Records shown
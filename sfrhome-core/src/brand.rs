//! Brand label normalization.
//!
//! The portal reports brands either as plain labels (`Bosch`) or as the
//! path of a logo asset (`/img/logo_philips.png`). Both are reduced to a
//! display label.

use std::sync::LazyLock;

use regex::Regex;

/// Label used when no brand can be derived.
pub const BRAND_FALLBACK: &str = "SFR HOME";

static LOGO_RE: LazyLock<Regex> = LazyLock::new(|| {
    Regex::new(r"^(?i:logo)[_-]([A-Za-z0-9_\- ]*?)(?:\.[A-Za-z0-9]+)?$")
        .expect("Invalid regex")
});

/// Normalizes a raw brand value into a display label.
///
/// - empty or whitespace input gives [`BRAND_FALLBACK`]
/// - a `logo_<core>.<ext>` file name (possibly behind a path) gives the
///   core with separators turned into spaces, each word title-cased
/// - anything else is returned trimmed
///
/// The function is idempotent.
pub fn normalize_brand(raw: &str) -> String {
    let trimmed = raw.trim();
    if trimmed.is_empty() {
        return BRAND_FALLBACK.to_string();
    }

    let segment = trimmed
        .rsplit(['/', '\\'])
        .next()
        .unwrap_or(trimmed)
        .trim();

    let Some(caps) = LOGO_RE.captures(segment) else {
        return trimmed.to_string();
    };

    let core = caps.get(1).map_or("", |m| m.as_str());
    let words: Vec<String> = core
        .split(['_', '-', ' '])
        .filter(|w| !w.is_empty())
        .map(title_case)
        .collect();

    if words.is_empty() {
        BRAND_FALLBACK.to_string()
    } else {
        words.join(" ")
    }
}

fn title_case(word: &str) -> String {
    let mut chars = word.chars();
    match chars.next() {
        Some(first) => first
            .to_uppercase()
            .chain(chars.flat_map(char::to_lowercase))
            .collect(),
        None => String::new(),
    }
}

The problem
The response must consist solely of the number of lines in the listing above that contain "chars".

Written answer
3